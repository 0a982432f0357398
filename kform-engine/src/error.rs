//! Error types for the form engine.

use kform_model::SchemaError;
use kform_store::StoreError;
use thiserror::Error;

/// Result type for engine operations.
pub type EngineResult<T> = Result<T, EngineError>;

/// Errors that can occur while hosting a form.
///
/// Validation failures are not errors; see [`crate::FieldError`].
#[derive(Debug, Error)]
pub enum EngineError {
    /// Registration or dispatch failed in the store.
    #[error("store error: {0}")]
    Store(#[from] StoreError),

    /// The schema could not be built.
    #[error("schema error: {0}")]
    Schema(#[from] SchemaError),

    /// A config file body could not be parsed.
    #[error("invalid form config: {0}")]
    Config(#[from] toml::de::Error),

    /// An action was dispatched through an instance that is not mounted.
    #[error("form '{0}' is not mounted")]
    NotMounted(String),
}
use std::any::Any;

use chrono::{DateTime, Utc};

use crate::state::{State, assign_boxed};

/// Virtual clock state.
///
/// The application advances this once per frame from the wall clock;
/// commands read it from their snapshot and tests set it directly, so
/// time-dependent logic (toast expiry, fetch timestamps) stays mockable.
#[derive(Debug, Clone, Copy, PartialEq, Eq)]
pub struct Time {
    virt: DateTime<Utc>,
}

impl Default for Time {
    fn default() -> Self {
        Self { virt: Utc::now() }
    }
}

impl Time {
    pub fn now(&self) -> DateTime<Utc> {
        self.virt
    }

    pub fn set(&mut self, now: DateTime<Utc>) {
        self.virt = now;
    }
}

impl AsRef<DateTime<Utc>> for Time {
    fn as_ref(&self) -> &DateTime<Utc> {
        &self.virt
    }
}

impl AsMut<DateTime<Utc>> for Time {
    fn as_mut(&mut self) -> &mut DateTime<Utc> {
        &mut self.virt
    }
}

impl State for Time {
    fn as_any(&self) -> &dyn Any {
        self
    }

    fn as_any_mut(&mut self) -> &mut dyn Any {
        self
    }

    fn snapshot(&self) -> Option<Box<dyn Any + Send>> {
        Some(Box::new(*self))
    }

    fn assign_box(&mut self, value: Box<dyn Any + Send>) {
        assign_boxed(self, value);
    }
}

[WHAT YOU WILL DO]:
Provide a verbatim copy of all the entries.

[RESPONSE BOX]:
repository 0a982432f0357398
filename kform-engine/src/error.rs
//! Error types for the form engine.

use kform_model::SchemaError;
use kform_store::StoreError;
use thiserror::Error;

/// Result type for engine operations.
pub type EngineResult<T> = Result<T, EngineError>;

/// Errors that can occur while hosting a form.
///
/// Validation failures are not errors; see [`crate::FieldError`].
#[derive(Debug, Error)]
pub enum EngineError {
    /// Registration or dispatch failed in the store.
    #[error("store error: {0}")]
    Store(#[from] StoreError),

    /// The schema could not be built.
    #[error("schema error: {0}")]
    Schema(#[from] SchemaError),

    /// A config file body could not be parsed.
    #[error("invalid form config: {0}")]
    Config(#[from] toml::de::Error),

    /// An action was dispatched through an instance that is not mounted.
    #[error("form '{0}' is not mounted")]
    NotMounted(String),
}
use std::any::Any;

use chrono::{DateTime, Utc};

use crate::state::{State, assign_boxed};

/// Virtual clock state.
///
/// The application advances this once per frame from the wall clock;
/// commands read it from their snapshot and tests set it directly, so
/// time-dependent logic (toast expiry, fetch timestamps) stays mockable.
#[derive(Debug, Clone, Copy, PartialEq, Eq)]
pub struct Time {
    virt: DateTime<Utc>,
}

impl Default for Time {
    fn default() -> Self {
        Self { virt: Utc::now() }
    }
}

impl Time {
    pub fn now(&self) -> DateTime<Utc> {
        self.virt
    }

    pub fn set(&mut self, now: DateTime<Utc>) {
        self.virt = now;
    }
}

impl AsRef<DateTime<Utc>> for Time {
    fn as_ref(&self) -> &DateTime<Utc> {
        &self.virt
    }
}

impl AsMut<DateTime<Utc>> for Time {
    fn as_mut(&mut self) -> &mut DateTime<Utc> {
        &mut self.virt
    }
}

impl State for Time {
    fn as_any(&self) -> &dyn Any {
        self
    }

    fn as_any_mut(&mut self) -> &mut dyn Any {
        self
    }

    fn snapshot(&self) -> Option<Box<dyn Any + Send>> {
        Some(Box::new(*self))
    }

    fn assign_box(&mut self, value: Box<dyn Any + Send>) {
        assign_boxed(self, value);
    }
}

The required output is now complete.